From the entries below, copy out all lines holding "missing".

(Stored items)
——————————

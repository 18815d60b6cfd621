//! Similarity space errors.

use super::error_code::{self, TrekErrorCode};

/// Errors raised while building the TF-IDF similarity space.
///
/// A single missing plaintext body is NOT an error (the article is simply
/// absent from the space); these cover the cases where no usable space can
/// be built at all.
#[derive(Debug, thiserror::Error)]
pub enum SimilarityError {
    #[error("plaintext folder `{path}` is missing or unreadable")]
    CorpusNotFound { path: String },

    #[error("no plaintext bodies could be read; the similarity space would be empty")]
    EmptyCorpus,

    #[error("failed to read `{path}`: {source}")]
    Io {
        path: String,
        #[source]
        source: std::io::Error,
    },
}

impl TrekErrorCode for SimilarityError {
    fn error_code(&self) -> &'static str {
        error_code::SIMILARITY_ERROR
    }
}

——————————

Answer to this task:
/// A single missing plaintext body is NOT an error (the article is simply
    #[error("plaintext folder `{path}` is missing or unreadable")]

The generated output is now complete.